Your task> Lines that contain the string "ObjectStore" are the ones to list; copy all of them from the records.

Data in this exercise>
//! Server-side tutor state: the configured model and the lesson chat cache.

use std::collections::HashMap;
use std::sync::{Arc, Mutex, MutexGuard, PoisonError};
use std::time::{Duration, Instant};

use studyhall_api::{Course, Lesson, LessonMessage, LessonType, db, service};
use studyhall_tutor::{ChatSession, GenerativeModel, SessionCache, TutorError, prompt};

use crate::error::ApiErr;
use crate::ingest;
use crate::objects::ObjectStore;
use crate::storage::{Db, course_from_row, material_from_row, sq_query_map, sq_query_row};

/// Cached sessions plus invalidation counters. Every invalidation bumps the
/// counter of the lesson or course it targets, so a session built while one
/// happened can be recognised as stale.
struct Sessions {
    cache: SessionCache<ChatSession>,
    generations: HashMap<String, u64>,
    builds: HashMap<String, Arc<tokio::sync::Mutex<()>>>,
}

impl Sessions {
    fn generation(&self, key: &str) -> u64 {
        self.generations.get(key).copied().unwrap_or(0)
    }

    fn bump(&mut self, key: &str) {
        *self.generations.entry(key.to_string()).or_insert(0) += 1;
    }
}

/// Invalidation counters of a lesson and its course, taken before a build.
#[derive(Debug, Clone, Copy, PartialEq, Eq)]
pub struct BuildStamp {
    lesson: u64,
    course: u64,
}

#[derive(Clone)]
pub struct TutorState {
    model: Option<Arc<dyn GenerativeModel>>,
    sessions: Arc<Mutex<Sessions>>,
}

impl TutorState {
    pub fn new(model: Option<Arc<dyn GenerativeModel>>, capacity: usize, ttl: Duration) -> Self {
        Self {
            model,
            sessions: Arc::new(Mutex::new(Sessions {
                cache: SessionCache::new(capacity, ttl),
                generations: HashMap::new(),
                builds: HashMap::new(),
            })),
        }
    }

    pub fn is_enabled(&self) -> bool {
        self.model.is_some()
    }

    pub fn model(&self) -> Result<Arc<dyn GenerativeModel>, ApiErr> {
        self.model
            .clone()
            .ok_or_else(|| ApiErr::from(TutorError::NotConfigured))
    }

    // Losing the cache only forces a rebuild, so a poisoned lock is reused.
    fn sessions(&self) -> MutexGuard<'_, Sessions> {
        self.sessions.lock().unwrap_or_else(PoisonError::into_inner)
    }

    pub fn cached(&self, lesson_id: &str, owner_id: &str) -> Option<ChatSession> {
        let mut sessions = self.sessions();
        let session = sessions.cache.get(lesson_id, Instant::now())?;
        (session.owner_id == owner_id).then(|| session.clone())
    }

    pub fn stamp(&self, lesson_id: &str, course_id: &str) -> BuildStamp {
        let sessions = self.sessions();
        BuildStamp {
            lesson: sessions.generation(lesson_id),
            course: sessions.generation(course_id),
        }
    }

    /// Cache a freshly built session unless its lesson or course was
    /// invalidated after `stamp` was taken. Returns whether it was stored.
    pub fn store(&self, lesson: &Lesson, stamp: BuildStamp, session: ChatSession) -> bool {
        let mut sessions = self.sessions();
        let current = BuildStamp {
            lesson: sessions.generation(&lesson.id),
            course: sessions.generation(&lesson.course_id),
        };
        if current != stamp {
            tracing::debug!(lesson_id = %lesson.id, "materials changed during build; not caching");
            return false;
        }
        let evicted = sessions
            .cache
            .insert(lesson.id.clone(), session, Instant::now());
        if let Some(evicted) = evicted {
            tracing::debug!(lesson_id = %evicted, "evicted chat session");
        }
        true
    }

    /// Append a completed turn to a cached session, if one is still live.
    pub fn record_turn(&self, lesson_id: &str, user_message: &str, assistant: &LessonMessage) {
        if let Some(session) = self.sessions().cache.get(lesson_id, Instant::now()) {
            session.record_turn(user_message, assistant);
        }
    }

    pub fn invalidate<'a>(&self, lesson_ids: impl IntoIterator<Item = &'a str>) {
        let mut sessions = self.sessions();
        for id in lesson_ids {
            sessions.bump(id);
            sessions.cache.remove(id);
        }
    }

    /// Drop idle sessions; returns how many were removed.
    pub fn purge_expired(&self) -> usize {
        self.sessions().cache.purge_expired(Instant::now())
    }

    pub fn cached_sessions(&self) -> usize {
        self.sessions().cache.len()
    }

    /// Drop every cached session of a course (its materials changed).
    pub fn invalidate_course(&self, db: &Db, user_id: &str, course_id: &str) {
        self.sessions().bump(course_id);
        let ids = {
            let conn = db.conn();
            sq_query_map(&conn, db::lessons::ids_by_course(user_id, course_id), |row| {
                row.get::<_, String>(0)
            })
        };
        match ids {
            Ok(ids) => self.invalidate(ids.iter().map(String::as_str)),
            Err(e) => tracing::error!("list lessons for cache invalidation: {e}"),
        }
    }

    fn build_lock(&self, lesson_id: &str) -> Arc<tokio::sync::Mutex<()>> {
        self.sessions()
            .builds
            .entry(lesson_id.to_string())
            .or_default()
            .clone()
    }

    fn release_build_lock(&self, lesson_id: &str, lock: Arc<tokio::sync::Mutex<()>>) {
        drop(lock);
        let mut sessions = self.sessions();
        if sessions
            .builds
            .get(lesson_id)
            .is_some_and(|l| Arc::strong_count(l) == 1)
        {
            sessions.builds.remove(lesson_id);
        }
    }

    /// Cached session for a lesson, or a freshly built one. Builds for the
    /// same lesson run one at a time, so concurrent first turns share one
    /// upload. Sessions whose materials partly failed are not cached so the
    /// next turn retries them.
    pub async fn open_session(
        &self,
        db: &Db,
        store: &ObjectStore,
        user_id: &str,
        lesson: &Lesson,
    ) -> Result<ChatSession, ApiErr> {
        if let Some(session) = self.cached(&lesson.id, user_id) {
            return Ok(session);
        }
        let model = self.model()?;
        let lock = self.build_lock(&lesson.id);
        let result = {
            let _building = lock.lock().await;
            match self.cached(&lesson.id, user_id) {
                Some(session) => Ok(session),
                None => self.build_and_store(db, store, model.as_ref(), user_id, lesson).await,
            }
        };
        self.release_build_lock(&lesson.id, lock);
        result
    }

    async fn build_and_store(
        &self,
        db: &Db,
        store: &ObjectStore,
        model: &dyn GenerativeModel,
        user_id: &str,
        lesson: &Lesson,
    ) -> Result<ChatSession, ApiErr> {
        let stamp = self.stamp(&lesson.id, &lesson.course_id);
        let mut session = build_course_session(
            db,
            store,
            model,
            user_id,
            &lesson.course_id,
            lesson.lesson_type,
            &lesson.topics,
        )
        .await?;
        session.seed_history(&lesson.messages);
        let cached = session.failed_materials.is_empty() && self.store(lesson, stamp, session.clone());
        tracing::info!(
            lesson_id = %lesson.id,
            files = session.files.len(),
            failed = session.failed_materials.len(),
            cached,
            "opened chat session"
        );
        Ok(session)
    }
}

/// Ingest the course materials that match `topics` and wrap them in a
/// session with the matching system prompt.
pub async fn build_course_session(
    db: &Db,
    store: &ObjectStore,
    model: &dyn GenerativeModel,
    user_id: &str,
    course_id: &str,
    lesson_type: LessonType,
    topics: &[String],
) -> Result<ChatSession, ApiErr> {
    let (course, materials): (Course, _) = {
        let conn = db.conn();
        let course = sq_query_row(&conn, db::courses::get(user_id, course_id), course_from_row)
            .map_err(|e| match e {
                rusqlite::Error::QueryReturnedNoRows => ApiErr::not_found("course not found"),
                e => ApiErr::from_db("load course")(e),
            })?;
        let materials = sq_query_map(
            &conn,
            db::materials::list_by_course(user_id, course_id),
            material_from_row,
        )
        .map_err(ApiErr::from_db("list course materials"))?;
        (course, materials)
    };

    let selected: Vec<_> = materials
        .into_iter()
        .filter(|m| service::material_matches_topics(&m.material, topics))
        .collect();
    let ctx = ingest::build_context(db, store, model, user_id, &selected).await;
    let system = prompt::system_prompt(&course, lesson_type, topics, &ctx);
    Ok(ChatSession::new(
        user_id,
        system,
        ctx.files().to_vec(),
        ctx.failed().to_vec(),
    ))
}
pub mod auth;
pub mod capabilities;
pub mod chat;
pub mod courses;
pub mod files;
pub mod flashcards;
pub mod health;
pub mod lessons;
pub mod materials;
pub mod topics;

Solution>
use crate::objects::ObjectStore;
        store: &ObjectStore,
        store: &ObjectStore,
    store: &ObjectStore,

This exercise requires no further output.